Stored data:
==================================================

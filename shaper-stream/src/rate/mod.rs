mod limiter;
mod reader;
mod writer;

pub use limiter::{BlockingPolicy, IdleHook, RateLimiter};
pub use reader::RateLimitReader;
pub use writer::RateLimitWriter;

use shaper_common::constants::KiB;

/// Bytes per tick used by [`RateOptions::default`].
pub const DEFAULT_BYTE_RATE: u32 = 64 * KiB;

/// Live control over a rate-limited stream.
pub trait RateShaper {
    /// Sets the number of bytes granted per replenishment.
    fn set_byte_rate(&self, byte_rate: u32);

    fn byte_rate(&self) -> u32;

    /// Sets the number of ticks between replenishments.
    fn set_prescale(&self, prescale: u32);

    fn prescale(&self) -> u32;
}

/// Configuration of a rate-limited stream.
#[derive(Debug, Clone)]
pub struct RateOptions {
    /// Bytes granted every `prescale` ticks.
    pub byte_rate: u32,
    /// Number of ticks between replenishments. Values below 1 are treated as 1.
    pub prescale: u32,
    /// When `false`, operations that cannot make progress fail with
    /// [`std::io::ErrorKind::WouldBlock`].
    pub blocking: bool,
    /// Input side only: keep pulling across tick boundaries for as long as the wrapped source
    /// has data immediately available.
    pub boring: bool,
}

impl RateOptions {
    pub fn with_byte_rate(mut self, byte_rate: u32) -> Self {
        self.byte_rate = byte_rate;
        self
    }

    pub fn with_prescale(mut self, prescale: u32) -> Self {
        self.prescale = prescale;
        self
    }

    pub fn with_blocking(mut self, blocking: bool) -> Self {
        self.blocking = blocking;
        self
    }

    pub fn with_boring(mut self, boring: bool) -> Self {
        self.boring = boring;
        self
    }

    pub(crate) fn policy(&self) -> BlockingPolicy {
        if self.blocking {
            BlockingPolicy::Block
        } else {
            BlockingPolicy::WouldBlock
        }
    }
}

impl Default for RateOptions {
    fn default() -> Self {
        Self { byte_rate: DEFAULT_BYTE_RATE, prescale: 1, blocking: true, boring: false }
    }
}
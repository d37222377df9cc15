use std::{
    io,
    sync::{
        atomic::{AtomicBool, Ordering},
        Arc,
    },
    thread,
    time::{Duration, Instant},
};

use parking_lot::Mutex;
use thiserror::Error;
use tracing::debug;

use crate::{Dispatcher, ListenerId, Tick, TickListener, TickSource};

/// Intervals below this many nanoseconds are generated by spinning.
pub const BUSY_WAIT_THRESHOLD_NS: u64 = 10_000_000;
/// Intervals at or above this many nanoseconds are generated with millisecond sleeps.
pub const MILLISECOND_THRESHOLD_NS: u64 = 50_000_000;

const PERIODIC_MAX_SLICE: Duration = Duration::from_millis(10);
const PERIODIC_MIN_SLICE: Duration = Duration::from_millis(1);
const MILLISECOND_MAX_SLICE_MS: u64 = 100;
const MILLISECOND_MIN_SLICE_MS: u64 = 5;

#[derive(Debug, Error)]
pub enum ClockError {
    #[error("Clock already running")]
    AlreadyRunning,
    #[error("Failed to spawn tick thread: {0:?}")]
    Spawn(#[from] io::Error),
}

/// How the tick thread waits for the next deadline. Shorter intervals trade CPU for precision.
#[derive(Debug, Clone, Copy, PartialEq, Eq)]
pub enum TimingStrategy {
    /// Spin until the deadline.
    BusyWait,
    /// Sleep a quarter of the remaining time, at most 10ms, spinning once less than 1ms is left.
    Periodic,
    /// Like [`TimingStrategy::Periodic`] in whole milliseconds: slices of at most 100ms, spinning
    /// once a slice would be 5ms or less.
    Millisecond,
}

impl TimingStrategy {
    /// Picks the strategy for the given tick interval.
    pub const fn for_interval(interval_ns: u64) -> Self {
        if interval_ns < BUSY_WAIT_THRESHOLD_NS {
            Self::BusyWait
        } else if interval_ns < MILLISECOND_THRESHOLD_NS {
            Self::Periodic
        } else {
            Self::Millisecond
        }
    }

    /// Waits for part of `remaining`. Callers re-check the deadline after every pause.
    fn pause(self, remaining: Duration) {
        match self {
            Self::BusyWait => std::hint::spin_loop(),
            Self::Periodic => {
                let slice = (remaining / 4).min(PERIODIC_MAX_SLICE);
                if slice > PERIODIC_MIN_SLICE {
                    thread::sleep(slice);
                } else {
                    std::hint::spin_loop();
                }
            }
            Self::Millisecond => {
                let slice = (remaining.as_millis() as u64 / 4).min(MILLISECOND_MAX_SLICE_MS);
                if slice > MILLISECOND_MIN_SLICE_MS {
                    thread::sleep(Duration::from_millis(slice));
                } else {
                    std::hint::spin_loop();
                }
            }
        }
    }
}

/// A clock that dispatches one tick per interval of wall time on a dedicated thread.
///
/// The clock is created stopped. [`RealTimeClock::start`] spawns the tick thread and
/// [`RealTimeClock::stop`] asks it to exit. Ticks fire as soon as possible at or after their
/// deadline; when the thread falls behind, overdue ticks are dispatched back to back so that no
/// tick is skipped.
///
/// Removing the last listener stops the clock, unless keep-alive is set.
#[derive(Debug)]
pub struct RealTimeClock {
    dispatcher: Arc<Dispatcher>,
    interval_ns: u64,
    strategy: TimingStrategy,
    keep_alive: AtomicBool,
    /// Cancellation flag of the running tick thread, if any.
    running: Mutex<Option<Arc<AtomicBool>>>,
}

impl RealTimeClock {
    /// Creates a stopped clock ticking every `interval_ns` nanoseconds.
    pub fn new(interval_ns: u64) -> Self {
        let interval_ns = interval_ns.max(1);

        Self {
            dispatcher: Arc::new(Dispatcher::new()),
            interval_ns,
            strategy: TimingStrategy::for_interval(interval_ns),
            keep_alive: AtomicBool::new(false),
            running: Mutex::new(None),
        }
    }

    /// Overrides the timing strategy picked from the interval. Takes effect on the next start.
    pub fn with_strategy(mut self, strategy: TimingStrategy) -> Self {
        self.strategy = strategy;
        self
    }

    pub fn interval_ns(&self) -> u64 {
        self.interval_ns
    }

    pub fn strategy(&self) -> TimingStrategy {
        self.strategy
    }

    /// When set, the clock keeps running after its last listener is removed.
    pub fn set_keep_alive(&self, keep_alive: bool) {
        self.keep_alive.store(keep_alive, Ordering::Relaxed);
    }

    pub fn keep_alive(&self) -> bool {
        self.keep_alive.load(Ordering::Relaxed)
    }

    pub fn is_running(&self) -> bool {
        self.running.lock().as_ref().is_some_and(|cancel| !cancel.load(Ordering::Acquire))
    }

    /// Starts the tick thread. Counting resumes from the current tick, so wrappers registered
    /// across a stop keep their schedule; use [`TickSource::reset`] to count from 0 again.
    pub fn start(&self) -> Result<(), ClockError> {
        let mut running = self.running.lock();
        if running.as_ref().is_some_and(|cancel| !cancel.load(Ordering::Acquire)) {
            return Err(ClockError::AlreadyRunning);
        }

        let cancel = Arc::new(AtomicBool::new(false));
        let ticker = Ticker {
            dispatcher: Arc::clone(&self.dispatcher),
            cancel: Arc::clone(&cancel),
            interval: Duration::from_nanos(self.interval_ns),
            strategy: self.strategy,
        };

        thread::Builder::new().name("shaper-clock".to_string()).spawn(move || ticker.run())?;
        *running = Some(cancel);

        debug!(interval_ns = self.interval_ns, strategy = ?self.strategy, "Clock started");

        Ok(())
    }

    /// Asks the tick thread to exit. Does not wait for it, so it is safe to call from a listener.
    /// A tick that is already being dispatched completes.
    pub fn stop(&self) {
        if let Some(cancel) = self.running.lock().take() {
            cancel.store(true, Ordering::Release);
            debug!(tick = self.dispatcher.current_tick(), "Clock stopped");
        }
    }
}

impl Drop for RealTimeClock {
    fn drop(&mut self) {
        self.stop();
    }
}

impl TickSource for RealTimeClock {
    fn add_listener(&self, listener: Arc<dyn TickListener>) -> ListenerId {
        self.dispatcher.add_listener(listener)
    }

    fn remove_listener(&self, id: ListenerId) -> bool {
        let removed = self.dispatcher.remove_listener(id);

        if removed && self.dispatcher.is_empty() && !self.keep_alive() && self.is_running() {
            debug!("Last listener removed, stopping clock");
            self.stop();
        }

        removed
    }

    /// Stops the clock. The next [`RealTimeClock::start`] counts from 0 again.
    fn reset(&self) {
        self.stop();
        self.dispatcher.reset();
    }

    fn current_tick(&self) -> Tick {
        self.dispatcher.current_tick()
    }
}

/// The tick thread.
struct Ticker {
    dispatcher: Arc<Dispatcher>,
    cancel: Arc<AtomicBool>,
    interval: Duration,
    strategy: TimingStrategy,
}

impl Ticker {
    fn run(self) {
        let mut next = Instant::now() + self.interval;

        while !self.cancel.load(Ordering::Acquire) {
            let now = Instant::now();
            if now >= next {
                self.dispatcher.dispatch();
                next += self.interval;
                continue;
            }

            self.strategy.pause(next - now);
        }
    }
}
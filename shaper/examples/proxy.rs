//! A TCP proxy that shapes traffic in both directions.
//!
//! ```text
//! cargo run --example proxy -- 127.0.0.1:4000 127.0.0.1:5000 100000 50
//! ```
//!
//! forwards connections on port 4000 to port 5000 at 100 kB/s with 50ms of added latency.

use std::{
    io::{self, Write},
    net::{SocketAddr, TcpStream},
    time::Duration,
};

use shaper::{DelayOptions, RateOptions, Sink, Streams};
use tokio::net::TcpListener;
use tracing::{error, info};

#[tokio::main]
async fn main() -> io::Result<()> {
    let _ = tracing_subscriber::fmt::try_init();

    let mut args = std::env::args().skip(1);
    let listen: SocketAddr = parse(args.next(), "127.0.0.1:4000")?;
    let upstream: SocketAddr = parse(args.next(), "127.0.0.1:5000")?;
    let rate: f64 = parse(args.next(), "100000")?;
    let delay = Duration::from_millis(parse(args.next(), "50")?);

    let listener = TcpListener::bind(listen).await?;
    info!(%listen, %upstream, rate, ?delay, "Proxy listening");

    loop {
        let (socket, peer) = listener.accept().await?;
        info!(%peer, "Accepted connection");

        let client = socket.into_std()?;
        client.set_nonblocking(false)?;

        tokio::task::spawn_blocking(move || {
            if let Err(e) = serve(client, upstream, rate, delay) {
                error!(%peer, err = ?e, "Connection failed");
            }

            info!(%peer, "Connection closed");
        });
    }
}

/// Shapes both directions of one connection until either side hangs up.
fn serve(client: TcpStream, upstream: SocketAddr, rate: f64, delay: Duration) -> io::Result<()> {
    let server = TcpStream::connect(upstream)?;

    let inbound = forward(client.try_clone()?, server.try_clone()?, rate, delay)?;
    let outbound = forward(server, client, rate, delay)?;

    for direction in [inbound, outbound] {
        if direction.join().is_err() {
            error!("Forwarding thread panicked");
        }
    }

    Ok(())
}

/// Copies `from` into `to` on a new thread, throttled to `rate` bytes per second and delayed by
/// `delay`.
fn forward(
    from: TcpStream,
    to: TcpStream,
    rate: f64,
    delay: Duration,
) -> io::Result<std::thread::JoinHandle<()>> {
    let limited = Streams::rate_limited_writer(to, rate, RateOptions::default()).map_err(io::Error::other)?;
    let mut writer =
        Streams::delayed_writer(limited, delay, DelayOptions::default()).map_err(io::Error::other)?;
    let mut reader = from;

    std::thread::Builder::new().name("proxy-forward".to_string()).spawn(move || {
        let result = io::copy(&mut reader, &mut writer)
            .and_then(|copied| writer.flush().map(|_| copied))
            .and_then(|copied| writer.drain().map(|_| copied));

        match result {
            Ok(copied) => info!(copied, "Direction finished"),
            Err(e) => error!(err = ?e, "Forwarding failed"),
        }

        if let Err(e) = Sink::close(&mut writer) {
            error!(err = ?e, "Failed to close writer");
        }
    })
}

fn parse<T: std::str::FromStr>(arg: Option<String>, default: &str) -> io::Result<T> {
    arg.as_deref()
        .unwrap_or(default)
        .parse()
        .map_err(|_| io::Error::new(io::ErrorKind::InvalidInput, "invalid argument"))
}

==================================================

Description of the task:
Please report every line in the entries above that holds the string "Builder".

Result of the task:
        thread::Builder::new().name("shaper-clock".to_string()).spawn(move || ticker.run())?;
    std::thread::Builder::new().name("proxy-forward".to_string()).spawn(move || {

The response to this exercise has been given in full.